Activation of the glucocorticoid receptor is associated with poor prognosis in estrogen receptor-negative breast cancer
By: Pan D, Kocherginsky M, Conzen SD.

Department of Medicine, The University of Chicago.
Cancer Res. 2011 Aug 25.

Abstract

Estrogen-negative (ER-) breast cancers have limited treatment options and are associated with earlier relapses. Because glucocorticoid receptor (GR) signaling initiates anti-apoptotic pathways in ER- breast cancer cells, we hypothesized that activation of these pathways might be associated with poor prognosis in ER- disease. Here we report findings from a genome-wide study of GR transcriptional targets in a pre-malignant ER- cell line model of early breast cancer (MCF10A-Myc) and in primary early-stage ER- human tumors. Chromatin immunoprecipitation with massively parallel sequencing (ChIP-seq) coupled to time course expression profiling led us to identify epithelial-to-mesenchymal transition (EMT) pathways as an important aspect associated with GR activation.

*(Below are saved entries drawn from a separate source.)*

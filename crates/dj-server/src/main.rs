mod cli;
mod config;
mod http;
mod serve;

use clap::Parser;
use cli::{Cli, Commands, ConfigCommands};
use config::DjConfig;
use std::net::SocketAddr;
use std::path::{Path, PathBuf};

/// Config file (defaults if absent) with `--data-dir` / `--http-addr` applied.
fn effective_config(
    path: &Path,
    data_dir: Option<PathBuf>,
    http_addr: Option<SocketAddr>,
) -> anyhow::Result<DjConfig> {
    let mut config = DjConfig::load_or_default(path)?;
    if let Some(data_dir) = data_dir {
        config.server.data_dir = data_dir;
    }
    if let Some(addr) = http_addr {
        config.server.http_addr = addr.to_string();
    }
    Ok(config)
}

#[tokio::main]
async fn main() -> anyhow::Result<()> {
    // Initialize tracing
    tracing_subscriber::fmt()
        .with_env_filter(
            tracing_subscriber::EnvFilter::from_default_env()
                .add_directive(tracing::Level::INFO.into()),
        )
        .init();

    let cli = Cli::parse();

    match cli.command {
        Commands::Serve => {
            let config = effective_config(&cli.config, cli.data_dir, cli.http_addr)?;
            serve::run(config).await
        }
        Commands::Ingest(args) => cli::ingest::run(args, &cli.server).await,
        Commands::Briefing(args) => cli::briefing::run(args, &cli.server).await,
        Commands::Config(ConfigCommands::Validate) => cli::config_cmd::validate(&cli.config),
        Commands::Config(ConfigCommands::Show) => {
            let config = effective_config(&cli.config, cli.data_dir, cli.http_addr)?;
            cli::config_cmd::show(&config)
        }
    }
}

We validated these findings by performing a meta-analysis of primary breast tumor gene expression from 1378 early stage breast cancer patients with long-term clinical follow-up, confirming that high levels of GR expression significantly correlated with shorter relapse-free survival in ER- patients who were treated or untreated with adjuvant chemotherapy. Notably, in ER+ breast cancer patients, high levels of GR expression in tumors were significantly associated with better outcome relative to low levels of GR expression. Gene expression analysis revealed that ER- tumors expressing high GR levels exhibited differential activation of EMT, cell adhesion and inflammation pathways. Our findings suggest a direct transcriptional role for GR in determining the outcome of poor-prognosis ER- breast cancers.

PMID: 21868756 [PubMed - as supplied by publisher] Source: National Library of Medicine.